## [Required work]
Your answer consists of the lines in the data that contain "coords". Copy each of them.
Start of Supplied material
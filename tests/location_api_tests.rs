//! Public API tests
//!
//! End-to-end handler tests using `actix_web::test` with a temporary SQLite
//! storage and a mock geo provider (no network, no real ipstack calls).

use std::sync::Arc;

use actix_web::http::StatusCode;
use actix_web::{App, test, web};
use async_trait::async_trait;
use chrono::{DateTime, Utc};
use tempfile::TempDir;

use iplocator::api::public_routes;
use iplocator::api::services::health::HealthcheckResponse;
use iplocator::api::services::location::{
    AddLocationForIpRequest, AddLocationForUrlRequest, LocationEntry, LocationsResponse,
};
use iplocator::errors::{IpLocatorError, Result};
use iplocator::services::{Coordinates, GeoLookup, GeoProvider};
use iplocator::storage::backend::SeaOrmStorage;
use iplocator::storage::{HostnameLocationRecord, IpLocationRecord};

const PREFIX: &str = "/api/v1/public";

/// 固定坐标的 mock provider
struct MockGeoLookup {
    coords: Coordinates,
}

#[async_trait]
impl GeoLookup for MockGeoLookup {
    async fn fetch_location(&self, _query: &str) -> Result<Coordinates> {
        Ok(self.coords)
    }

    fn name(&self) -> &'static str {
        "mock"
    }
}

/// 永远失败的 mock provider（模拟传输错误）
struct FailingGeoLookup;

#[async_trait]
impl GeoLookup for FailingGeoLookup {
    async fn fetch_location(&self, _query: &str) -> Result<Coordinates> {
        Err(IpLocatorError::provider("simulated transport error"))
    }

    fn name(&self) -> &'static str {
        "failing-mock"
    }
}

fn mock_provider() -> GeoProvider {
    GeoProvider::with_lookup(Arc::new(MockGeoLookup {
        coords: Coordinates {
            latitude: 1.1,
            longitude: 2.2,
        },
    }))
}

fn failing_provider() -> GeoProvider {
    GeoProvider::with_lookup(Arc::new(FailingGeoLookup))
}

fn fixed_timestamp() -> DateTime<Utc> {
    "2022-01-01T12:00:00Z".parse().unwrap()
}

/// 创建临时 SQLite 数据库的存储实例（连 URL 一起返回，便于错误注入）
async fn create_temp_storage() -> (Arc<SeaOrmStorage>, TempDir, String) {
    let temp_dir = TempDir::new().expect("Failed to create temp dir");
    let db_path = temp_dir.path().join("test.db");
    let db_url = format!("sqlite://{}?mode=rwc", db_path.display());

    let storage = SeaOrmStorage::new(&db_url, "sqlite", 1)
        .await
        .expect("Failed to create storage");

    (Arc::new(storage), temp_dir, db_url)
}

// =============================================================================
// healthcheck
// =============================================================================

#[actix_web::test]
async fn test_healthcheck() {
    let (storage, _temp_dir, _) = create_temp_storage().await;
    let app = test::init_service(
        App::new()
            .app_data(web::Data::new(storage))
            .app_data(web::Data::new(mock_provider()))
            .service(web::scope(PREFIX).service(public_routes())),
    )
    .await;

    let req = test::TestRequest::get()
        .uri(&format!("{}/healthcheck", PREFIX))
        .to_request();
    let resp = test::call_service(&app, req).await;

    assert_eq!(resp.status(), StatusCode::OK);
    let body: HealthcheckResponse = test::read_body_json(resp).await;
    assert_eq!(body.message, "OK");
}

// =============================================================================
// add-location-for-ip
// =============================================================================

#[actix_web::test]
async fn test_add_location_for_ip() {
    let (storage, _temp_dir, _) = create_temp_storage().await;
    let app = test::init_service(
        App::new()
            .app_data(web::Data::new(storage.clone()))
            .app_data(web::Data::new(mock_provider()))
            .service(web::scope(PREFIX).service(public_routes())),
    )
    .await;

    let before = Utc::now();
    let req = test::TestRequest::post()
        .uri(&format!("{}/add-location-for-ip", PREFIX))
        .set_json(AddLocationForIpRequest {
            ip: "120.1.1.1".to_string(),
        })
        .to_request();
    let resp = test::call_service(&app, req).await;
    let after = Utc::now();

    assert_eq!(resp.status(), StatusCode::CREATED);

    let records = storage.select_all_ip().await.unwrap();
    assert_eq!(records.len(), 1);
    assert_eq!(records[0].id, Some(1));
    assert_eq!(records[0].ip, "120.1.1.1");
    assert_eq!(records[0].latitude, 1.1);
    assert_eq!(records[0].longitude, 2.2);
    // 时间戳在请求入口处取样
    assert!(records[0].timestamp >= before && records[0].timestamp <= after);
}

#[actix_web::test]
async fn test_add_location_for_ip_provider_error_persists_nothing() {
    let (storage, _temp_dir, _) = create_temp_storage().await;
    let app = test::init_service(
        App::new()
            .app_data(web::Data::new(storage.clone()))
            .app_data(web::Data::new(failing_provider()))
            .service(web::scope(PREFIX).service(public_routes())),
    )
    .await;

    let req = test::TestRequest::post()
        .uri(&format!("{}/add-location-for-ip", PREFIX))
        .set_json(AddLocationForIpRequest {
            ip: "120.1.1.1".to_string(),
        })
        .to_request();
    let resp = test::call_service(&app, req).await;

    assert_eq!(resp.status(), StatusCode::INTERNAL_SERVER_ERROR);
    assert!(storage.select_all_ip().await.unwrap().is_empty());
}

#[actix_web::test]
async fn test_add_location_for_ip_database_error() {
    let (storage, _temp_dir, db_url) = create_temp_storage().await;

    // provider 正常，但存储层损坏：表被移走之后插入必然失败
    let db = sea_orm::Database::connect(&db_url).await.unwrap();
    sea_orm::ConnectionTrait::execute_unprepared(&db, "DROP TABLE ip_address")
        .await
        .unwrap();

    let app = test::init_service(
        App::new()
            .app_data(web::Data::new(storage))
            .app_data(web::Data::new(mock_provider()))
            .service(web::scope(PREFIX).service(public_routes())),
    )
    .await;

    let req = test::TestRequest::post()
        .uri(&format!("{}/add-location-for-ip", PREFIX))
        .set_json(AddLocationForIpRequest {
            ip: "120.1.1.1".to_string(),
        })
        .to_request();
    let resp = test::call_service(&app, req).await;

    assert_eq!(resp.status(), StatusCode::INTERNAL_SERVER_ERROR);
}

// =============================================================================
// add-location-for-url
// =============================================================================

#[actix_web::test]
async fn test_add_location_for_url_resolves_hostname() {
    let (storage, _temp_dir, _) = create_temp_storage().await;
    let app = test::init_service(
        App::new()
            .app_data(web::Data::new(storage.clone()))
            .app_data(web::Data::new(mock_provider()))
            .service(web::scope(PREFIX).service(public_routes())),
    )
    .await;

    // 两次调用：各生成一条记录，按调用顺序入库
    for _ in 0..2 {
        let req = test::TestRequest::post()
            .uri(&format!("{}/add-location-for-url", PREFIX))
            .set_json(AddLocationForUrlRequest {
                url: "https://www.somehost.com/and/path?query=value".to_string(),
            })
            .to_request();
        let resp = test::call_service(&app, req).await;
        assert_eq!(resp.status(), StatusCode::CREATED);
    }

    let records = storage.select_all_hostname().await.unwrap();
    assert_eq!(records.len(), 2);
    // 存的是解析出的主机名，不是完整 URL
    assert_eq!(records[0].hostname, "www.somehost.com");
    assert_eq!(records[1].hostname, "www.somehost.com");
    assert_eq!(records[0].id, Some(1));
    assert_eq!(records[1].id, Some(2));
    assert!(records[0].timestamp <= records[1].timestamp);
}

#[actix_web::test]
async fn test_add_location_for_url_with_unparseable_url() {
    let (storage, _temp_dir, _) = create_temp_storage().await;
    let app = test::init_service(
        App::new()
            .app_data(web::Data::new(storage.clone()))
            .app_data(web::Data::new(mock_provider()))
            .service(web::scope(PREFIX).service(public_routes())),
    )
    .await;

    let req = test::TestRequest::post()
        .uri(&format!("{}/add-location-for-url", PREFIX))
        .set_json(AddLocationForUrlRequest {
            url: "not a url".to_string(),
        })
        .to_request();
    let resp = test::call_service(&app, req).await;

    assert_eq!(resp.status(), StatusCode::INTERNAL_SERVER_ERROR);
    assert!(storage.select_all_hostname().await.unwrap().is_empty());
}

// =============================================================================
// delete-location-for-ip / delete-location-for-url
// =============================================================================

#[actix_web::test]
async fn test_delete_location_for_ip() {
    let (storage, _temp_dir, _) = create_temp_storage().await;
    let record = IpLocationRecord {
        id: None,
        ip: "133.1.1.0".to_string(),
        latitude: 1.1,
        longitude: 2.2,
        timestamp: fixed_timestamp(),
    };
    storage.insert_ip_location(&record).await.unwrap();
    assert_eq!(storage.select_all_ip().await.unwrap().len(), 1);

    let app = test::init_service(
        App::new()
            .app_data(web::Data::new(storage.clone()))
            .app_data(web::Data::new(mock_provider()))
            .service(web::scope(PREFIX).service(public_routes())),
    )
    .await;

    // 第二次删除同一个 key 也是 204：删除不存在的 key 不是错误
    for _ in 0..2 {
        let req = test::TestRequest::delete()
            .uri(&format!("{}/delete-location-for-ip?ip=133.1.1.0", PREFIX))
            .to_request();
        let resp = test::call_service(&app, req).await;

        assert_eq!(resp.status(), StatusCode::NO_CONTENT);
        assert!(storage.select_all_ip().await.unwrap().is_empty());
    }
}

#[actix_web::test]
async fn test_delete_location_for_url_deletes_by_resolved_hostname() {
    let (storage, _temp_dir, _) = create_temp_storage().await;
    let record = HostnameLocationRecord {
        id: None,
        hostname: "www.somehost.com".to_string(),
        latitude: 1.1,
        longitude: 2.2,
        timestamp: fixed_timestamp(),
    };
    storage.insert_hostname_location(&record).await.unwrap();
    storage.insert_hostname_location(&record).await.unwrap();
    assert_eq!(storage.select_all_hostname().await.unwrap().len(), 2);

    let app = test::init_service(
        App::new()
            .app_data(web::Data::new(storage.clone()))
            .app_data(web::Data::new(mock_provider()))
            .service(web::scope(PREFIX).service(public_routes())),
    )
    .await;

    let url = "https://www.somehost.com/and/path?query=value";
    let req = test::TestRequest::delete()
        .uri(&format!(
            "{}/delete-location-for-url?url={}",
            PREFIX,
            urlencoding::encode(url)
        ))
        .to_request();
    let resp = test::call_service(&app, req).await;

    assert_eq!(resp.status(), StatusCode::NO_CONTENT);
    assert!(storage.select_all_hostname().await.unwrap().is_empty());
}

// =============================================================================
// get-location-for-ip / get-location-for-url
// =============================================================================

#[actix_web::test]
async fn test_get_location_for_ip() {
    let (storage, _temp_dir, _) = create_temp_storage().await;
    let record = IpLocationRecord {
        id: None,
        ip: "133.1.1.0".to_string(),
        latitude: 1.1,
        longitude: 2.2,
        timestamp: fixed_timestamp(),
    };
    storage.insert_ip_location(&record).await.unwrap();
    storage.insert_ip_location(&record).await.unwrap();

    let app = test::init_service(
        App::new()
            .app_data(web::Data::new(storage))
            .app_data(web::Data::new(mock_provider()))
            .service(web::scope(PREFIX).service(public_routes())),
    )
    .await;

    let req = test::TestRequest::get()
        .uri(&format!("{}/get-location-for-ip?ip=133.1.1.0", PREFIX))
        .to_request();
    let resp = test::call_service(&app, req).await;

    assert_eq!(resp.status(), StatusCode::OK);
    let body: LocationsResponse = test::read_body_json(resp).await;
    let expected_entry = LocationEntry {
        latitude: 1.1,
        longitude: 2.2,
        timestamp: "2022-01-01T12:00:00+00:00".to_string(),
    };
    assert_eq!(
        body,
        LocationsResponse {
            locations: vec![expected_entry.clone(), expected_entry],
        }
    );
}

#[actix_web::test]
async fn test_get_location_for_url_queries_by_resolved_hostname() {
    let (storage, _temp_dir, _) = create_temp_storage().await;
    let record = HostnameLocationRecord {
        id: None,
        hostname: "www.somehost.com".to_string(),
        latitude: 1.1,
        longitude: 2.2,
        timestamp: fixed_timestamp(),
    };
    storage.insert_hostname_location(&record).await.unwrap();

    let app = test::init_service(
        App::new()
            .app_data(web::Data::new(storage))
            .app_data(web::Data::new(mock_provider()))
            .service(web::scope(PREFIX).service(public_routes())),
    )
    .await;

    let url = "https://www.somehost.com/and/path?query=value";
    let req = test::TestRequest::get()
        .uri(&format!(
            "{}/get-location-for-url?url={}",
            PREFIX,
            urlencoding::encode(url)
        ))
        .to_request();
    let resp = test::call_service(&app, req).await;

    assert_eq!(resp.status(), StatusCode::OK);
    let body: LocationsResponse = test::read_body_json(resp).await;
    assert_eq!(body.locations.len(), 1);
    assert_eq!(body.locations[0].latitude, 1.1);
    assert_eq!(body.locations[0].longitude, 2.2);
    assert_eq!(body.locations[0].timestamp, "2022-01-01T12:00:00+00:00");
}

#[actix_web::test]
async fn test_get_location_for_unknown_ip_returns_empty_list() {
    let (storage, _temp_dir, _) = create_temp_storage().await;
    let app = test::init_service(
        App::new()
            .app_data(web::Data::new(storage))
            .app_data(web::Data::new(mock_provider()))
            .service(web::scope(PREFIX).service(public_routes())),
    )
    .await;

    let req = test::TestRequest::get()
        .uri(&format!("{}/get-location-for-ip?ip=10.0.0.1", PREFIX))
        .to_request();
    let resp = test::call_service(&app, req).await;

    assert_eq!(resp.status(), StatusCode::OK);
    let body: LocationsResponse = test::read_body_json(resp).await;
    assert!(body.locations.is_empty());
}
End of Supplied material
## [Response box]
    coords: Coordinates,
        Ok(self.coords)
        coords: Coordinates {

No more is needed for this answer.